Case: Disabling vasomotor symptoms in a BRCA1 mutation carrier
Christine is a 39-year-old mother of 2 who underwent risk-reducing, minimally invasive bilateral salpingo-oophorectomy with hysterectomy 4 months ago for a BRCA1 mutation (with benign findings on pathology). Eighteen months before that surgery, she had risk-reducing bilateral mastectomy with reconstruction (implants) and was advised by her surgeon that she no longer needs breast imaging.

Today she reports disabling hot flashes, insomnia, vaginal dryness, and painful sex. Her previous ObGyn, who performed the hysterectomy, was unwilling to prescribe hormone therapy (HT) due to safety concerns. Christine tried venlafaxine at 37 to 75 mg but noted little relief of her vasomotor symptoms.

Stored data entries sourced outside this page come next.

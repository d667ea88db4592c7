//! Database connection pool abstraction
//!
//! The service stores everything in a single SQLite database. Callers hold a
//! `DynDatabasePool` and reach the concrete pool through [`DatabasePool::sqlite`]
//! when running queries.

use anyhow::{Context, Result};
use async_trait::async_trait;
use sqlx::sqlite::{SqlitePool, SqlitePoolOptions};
use std::sync::Arc;
use std::time::Duration;

use crate::config::DatabaseConfig;

/// Maximum pooled connections for file-backed databases
const MAX_FILE_CONNECTIONS: u32 = 20;

/// Database pool trait shared by services and repositories.
#[async_trait]
pub trait DatabasePool: Send + Sync {
    /// Execute a raw SQL statement that doesn't return rows
    async fn execute(&self, query: &str) -> Result<u64>;

    /// Check if the database connection is healthy
    async fn ping(&self) -> Result<()>;

    /// Close the connection pool
    async fn close(&self);

    /// Get the underlying SQLite pool
    fn sqlite(&self) -> &SqlitePool;
}

/// SQLite connection pool implementation
pub struct SqliteDatabase {
    pool: SqlitePool,
}

impl SqliteDatabase {
    /// Create a new SQLite connection pool
    ///
    /// Accepts a bare file path, a `sqlite:` URL or `:memory:`. Parent
    /// directories of file databases are created on demand.
    pub async fn new(url: &str) -> Result<Self> {
        let in_memory = is_memory_url(url);

        if !in_memory {
            let path = url.strip_prefix("sqlite:").unwrap_or(url);
            let path = path.split('?').next().unwrap_or(path);

            if let Some(parent) = std::path::Path::new(path).parent() {
                if !parent.as_os_str().is_empty() {
                    std::fs::create_dir_all(parent).with_context(|| {
                        format!("Failed to create database directory: {:?}", parent)
                    })?;
                }
            }
        }

        let connection_url = if in_memory {
            "sqlite::memory:".to_string()
        } else if url.starts_with("sqlite:") {
            if url.contains('?') {
                url.to_string()
            } else {
                format!("{}?mode=rwc", url)
            }
        } else {
            format!("sqlite:{}?mode=rwc", url)
        };

        // Every connection to `:memory:` opens a fresh database, so the
        // in-memory pool keeps exactly one connection alive.
        let options = if in_memory {
            SqlitePoolOptions::new()
                .max_connections(1)
                .min_connections(1)
                .idle_timeout(None::<Duration>)
                .max_lifetime(None::<Duration>)
        } else {
            SqlitePoolOptions::new().max_connections(MAX_FILE_CONNECTIONS)
        };

        let pool = options
            .connect(&connection_url)
            .await
            .with_context(|| format!("Failed to connect to SQLite database: {}", url))?;

        Ok(Self { pool })
    }
}

fn is_memory_url(url: &str) -> bool {
    url == ":memory:" || url.starts_with("sqlite::memory:")
}

#[async_trait]
impl DatabasePool for SqliteDatabase {
    async fn execute(&self, query: &str) -> Result<u64> {
        let result = sqlx::query(query)
            .execute(&self.pool)
            .await
            .with_context(|| format!("Failed to execute query: {}", query))?;
        Ok(result.rows_affected())
    }

    async fn ping(&self) -> Result<()> {
        sqlx::query("SELECT 1")
            .fetch_one(&self.pool)
            .await
            .context("Database ping failed")?;
        Ok(())
    }

    async fn close(&self) {
        self.pool.close().await;
    }

    fn sqlite(&self) -> &SqlitePool {
        &self.pool
    }
}

/// Type alias for a shared database pool
pub type DynDatabasePool = Arc<dyn DatabasePool>;

/// Create a database connection pool from configuration.
pub async fn create_pool(config: &DatabaseConfig) -> Result<DynDatabasePool> {
    let db = SqliteDatabase::new(&config.url).await?;
    Ok(Arc::new(db))
}

/// Create an in-memory SQLite pool for tests
pub async fn create_test_pool() -> Result<DynDatabasePool> {
    let config = DatabaseConfig {
        url: ":memory:".to_string(),
    };
    create_pool(&config).await
}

In discussing her symptoms with you during this initial visit, Christine, a practicing accountant, also reveals that she does not feel as intellectually “sharp” as she did before her gynecologic surgery.

What can you offer for relief of her symptoms?

More BRCA mutation carriers are being identified and choosing to undergo risk-reducing salpingo-oophorectomy and bilateral mastectomy. Accordingly, clinicians are likely to face more questions about the use of systemic HT in this population. Because mutation carriers may worry about the safety of HT, given their BRCA status, some may delay or avoid salpingo-oophorectomy—a surgery that not only reduces the risk of ovarian, fallopian tube, and peritoneal cancer by 80% but also decreases the risk of breast cancer by 48%.1

Surgically menopausal women in their 30s or 40s who are not treated with HT appear to have an elevated risk for dementia and Parkinsonism.2 In addition, vasomotor symptoms are often more severe, and the risks for osteoporosis and, likely, cardiovascular disease are elevated in women with early menopause who are not treated with HT. For these reasons, systemic HT is recommended for women with early menopause, and generally should be continued at least until the normal age of menopause unless specific contraindications are present.3

Because Christine not only has had risk-reducing gynecologic surgery but also risk-reducing bilateral mastectomy, her current risk for breast cancer is very low whether or not she uses HT. Because she does not have a uterus, her symptoms can effectively and safely be treated with systemic estrogen-only therapy.

Among clinicians with special expertise in the management of BRCA mutation carriers, the use of systemic HT would be considered appropriate—and not controversial—in this setting.4

Angelina Jolie details her surgeries
In March 2015, 39-year-old Oscar-winning actress and filmmaker Angelina Jolie Pitt published an opinion piece in the New York Times detailing her recent laparoscopic salpingo-oophorectomy and initiation of HT.5 Ms. Jolie Pitt, who carries the BRCA1 mutation, lost her mother, grandmother, and aunt to hereditary breast/ovarian cancer. Two years earlier, Ms. Jolie Pitt made news by describing her decision to move ahead with risk-reducing bilateral mastectomy.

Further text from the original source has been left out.